──────── Records supplied
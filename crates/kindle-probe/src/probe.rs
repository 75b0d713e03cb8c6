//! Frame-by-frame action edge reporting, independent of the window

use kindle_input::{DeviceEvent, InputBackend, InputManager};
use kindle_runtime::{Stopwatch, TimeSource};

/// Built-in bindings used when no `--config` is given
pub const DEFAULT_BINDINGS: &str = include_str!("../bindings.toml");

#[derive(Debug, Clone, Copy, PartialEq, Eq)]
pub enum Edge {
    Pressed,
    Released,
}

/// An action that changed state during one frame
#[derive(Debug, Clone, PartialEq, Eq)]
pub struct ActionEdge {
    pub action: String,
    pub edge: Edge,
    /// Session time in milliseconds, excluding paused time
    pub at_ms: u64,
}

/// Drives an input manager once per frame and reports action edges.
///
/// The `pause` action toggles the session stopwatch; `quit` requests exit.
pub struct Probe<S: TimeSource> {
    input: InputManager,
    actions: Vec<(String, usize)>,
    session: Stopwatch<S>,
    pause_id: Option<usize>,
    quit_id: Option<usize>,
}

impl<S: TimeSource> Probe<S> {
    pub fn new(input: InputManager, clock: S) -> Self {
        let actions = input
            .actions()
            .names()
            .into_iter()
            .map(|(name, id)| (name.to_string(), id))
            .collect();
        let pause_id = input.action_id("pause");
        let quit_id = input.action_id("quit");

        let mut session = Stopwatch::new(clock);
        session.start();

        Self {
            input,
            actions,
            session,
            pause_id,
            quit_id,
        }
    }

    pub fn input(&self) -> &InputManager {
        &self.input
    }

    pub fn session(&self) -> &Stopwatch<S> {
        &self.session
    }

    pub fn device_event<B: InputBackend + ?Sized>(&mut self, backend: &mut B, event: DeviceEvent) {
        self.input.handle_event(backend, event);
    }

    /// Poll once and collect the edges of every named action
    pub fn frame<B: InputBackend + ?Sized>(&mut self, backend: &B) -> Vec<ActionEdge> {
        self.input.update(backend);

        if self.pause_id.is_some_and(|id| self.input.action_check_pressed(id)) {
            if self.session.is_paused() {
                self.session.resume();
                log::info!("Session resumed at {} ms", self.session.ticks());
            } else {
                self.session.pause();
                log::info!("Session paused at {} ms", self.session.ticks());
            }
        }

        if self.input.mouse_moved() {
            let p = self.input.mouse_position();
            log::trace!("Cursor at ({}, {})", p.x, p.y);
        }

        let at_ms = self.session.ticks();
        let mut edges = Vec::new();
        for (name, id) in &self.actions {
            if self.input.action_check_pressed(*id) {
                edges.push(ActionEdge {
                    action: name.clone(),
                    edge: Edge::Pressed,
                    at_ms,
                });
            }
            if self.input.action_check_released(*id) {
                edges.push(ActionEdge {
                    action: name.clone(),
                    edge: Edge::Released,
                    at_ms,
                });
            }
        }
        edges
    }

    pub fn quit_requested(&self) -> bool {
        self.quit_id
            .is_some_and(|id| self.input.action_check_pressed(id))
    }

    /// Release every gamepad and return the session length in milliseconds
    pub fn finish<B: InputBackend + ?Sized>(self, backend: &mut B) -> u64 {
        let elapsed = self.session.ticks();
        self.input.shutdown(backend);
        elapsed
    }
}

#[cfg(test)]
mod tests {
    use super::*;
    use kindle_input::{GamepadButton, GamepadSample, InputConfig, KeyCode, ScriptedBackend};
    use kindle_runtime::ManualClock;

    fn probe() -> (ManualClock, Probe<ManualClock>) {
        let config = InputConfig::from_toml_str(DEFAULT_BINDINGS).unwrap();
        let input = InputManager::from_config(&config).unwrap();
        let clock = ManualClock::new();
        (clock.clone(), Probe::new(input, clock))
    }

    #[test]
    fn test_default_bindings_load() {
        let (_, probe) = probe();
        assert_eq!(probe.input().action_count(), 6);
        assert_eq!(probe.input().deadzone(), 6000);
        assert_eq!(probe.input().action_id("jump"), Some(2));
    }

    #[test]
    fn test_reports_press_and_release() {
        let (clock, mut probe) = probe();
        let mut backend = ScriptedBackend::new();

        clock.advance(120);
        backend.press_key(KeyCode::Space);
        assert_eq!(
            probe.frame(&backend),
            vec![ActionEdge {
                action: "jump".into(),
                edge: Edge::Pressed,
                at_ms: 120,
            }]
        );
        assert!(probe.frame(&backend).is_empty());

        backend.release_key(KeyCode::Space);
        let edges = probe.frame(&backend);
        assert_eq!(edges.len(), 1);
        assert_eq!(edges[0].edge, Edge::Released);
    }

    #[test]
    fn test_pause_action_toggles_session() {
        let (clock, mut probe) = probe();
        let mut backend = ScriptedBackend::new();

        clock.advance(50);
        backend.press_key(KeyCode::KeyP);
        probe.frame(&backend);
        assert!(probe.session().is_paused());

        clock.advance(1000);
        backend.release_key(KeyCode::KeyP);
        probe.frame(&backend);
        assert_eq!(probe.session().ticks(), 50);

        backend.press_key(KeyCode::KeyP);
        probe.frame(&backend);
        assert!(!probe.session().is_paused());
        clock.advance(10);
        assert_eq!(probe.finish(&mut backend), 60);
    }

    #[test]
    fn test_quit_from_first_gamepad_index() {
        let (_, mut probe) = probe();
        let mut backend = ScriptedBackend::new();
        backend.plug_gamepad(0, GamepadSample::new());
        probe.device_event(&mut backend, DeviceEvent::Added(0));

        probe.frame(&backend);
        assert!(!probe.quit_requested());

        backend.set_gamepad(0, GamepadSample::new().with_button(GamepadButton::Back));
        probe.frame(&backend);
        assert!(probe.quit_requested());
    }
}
────────────────
──────── Records supplied
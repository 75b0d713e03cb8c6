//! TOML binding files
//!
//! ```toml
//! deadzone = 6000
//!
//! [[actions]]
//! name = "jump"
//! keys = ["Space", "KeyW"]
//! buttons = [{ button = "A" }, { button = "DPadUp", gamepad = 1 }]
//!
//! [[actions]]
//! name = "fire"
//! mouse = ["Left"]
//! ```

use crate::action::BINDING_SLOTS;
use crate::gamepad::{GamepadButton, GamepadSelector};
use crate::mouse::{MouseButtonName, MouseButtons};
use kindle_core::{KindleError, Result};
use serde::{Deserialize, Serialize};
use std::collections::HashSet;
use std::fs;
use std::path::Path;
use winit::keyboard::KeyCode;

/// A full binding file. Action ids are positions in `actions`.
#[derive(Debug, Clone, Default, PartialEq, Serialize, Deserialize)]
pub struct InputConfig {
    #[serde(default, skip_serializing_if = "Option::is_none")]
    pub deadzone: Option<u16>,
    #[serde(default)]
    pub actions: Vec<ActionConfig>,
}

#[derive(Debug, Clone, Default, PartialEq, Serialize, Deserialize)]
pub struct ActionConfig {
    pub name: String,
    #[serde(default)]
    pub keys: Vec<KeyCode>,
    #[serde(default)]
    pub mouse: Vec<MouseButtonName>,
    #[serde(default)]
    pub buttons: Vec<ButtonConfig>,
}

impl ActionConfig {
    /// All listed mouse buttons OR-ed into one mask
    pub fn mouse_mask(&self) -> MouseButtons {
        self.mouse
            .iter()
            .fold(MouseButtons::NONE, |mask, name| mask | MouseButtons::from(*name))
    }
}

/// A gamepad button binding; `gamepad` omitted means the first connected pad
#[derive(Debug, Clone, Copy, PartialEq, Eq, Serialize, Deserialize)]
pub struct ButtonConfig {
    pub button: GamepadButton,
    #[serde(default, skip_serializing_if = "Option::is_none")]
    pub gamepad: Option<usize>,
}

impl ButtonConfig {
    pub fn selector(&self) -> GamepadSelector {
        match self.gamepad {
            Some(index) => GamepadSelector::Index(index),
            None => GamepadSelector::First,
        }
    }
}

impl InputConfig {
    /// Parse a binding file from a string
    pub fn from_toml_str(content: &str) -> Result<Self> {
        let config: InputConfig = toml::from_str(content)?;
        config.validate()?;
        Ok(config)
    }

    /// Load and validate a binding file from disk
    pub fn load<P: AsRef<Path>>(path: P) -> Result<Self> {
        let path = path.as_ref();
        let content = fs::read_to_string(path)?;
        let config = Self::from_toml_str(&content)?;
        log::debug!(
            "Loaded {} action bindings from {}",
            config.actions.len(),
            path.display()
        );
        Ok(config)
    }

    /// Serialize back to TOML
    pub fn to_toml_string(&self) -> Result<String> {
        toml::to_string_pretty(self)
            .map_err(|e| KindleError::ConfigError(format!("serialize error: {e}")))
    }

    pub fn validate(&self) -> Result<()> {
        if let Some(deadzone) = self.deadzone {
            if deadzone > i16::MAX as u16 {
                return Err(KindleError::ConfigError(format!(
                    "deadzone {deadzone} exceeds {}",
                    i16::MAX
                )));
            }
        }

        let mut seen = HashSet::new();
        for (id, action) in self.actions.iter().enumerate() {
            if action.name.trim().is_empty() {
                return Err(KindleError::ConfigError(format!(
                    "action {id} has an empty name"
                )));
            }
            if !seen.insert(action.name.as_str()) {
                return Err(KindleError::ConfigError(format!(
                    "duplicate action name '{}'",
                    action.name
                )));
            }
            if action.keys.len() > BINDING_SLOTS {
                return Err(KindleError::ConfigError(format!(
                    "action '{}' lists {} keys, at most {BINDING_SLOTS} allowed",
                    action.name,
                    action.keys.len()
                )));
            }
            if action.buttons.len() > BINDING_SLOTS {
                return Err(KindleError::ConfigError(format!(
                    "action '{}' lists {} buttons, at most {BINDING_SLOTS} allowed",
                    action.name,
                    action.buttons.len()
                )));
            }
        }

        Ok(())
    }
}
────────────────
■ **What you need to do**
Every line above that holds the word "InputManager" needs to be copied.

■ **Solution to this task**
use kindle_input::{DeviceEvent, InputBackend, InputManager};
    input: InputManager,
    pub fn new(input: InputManager, clock: S) -> Self {
    pub fn input(&self) -> &InputManager {
        let input = InputManager::from_config(&config).unwrap();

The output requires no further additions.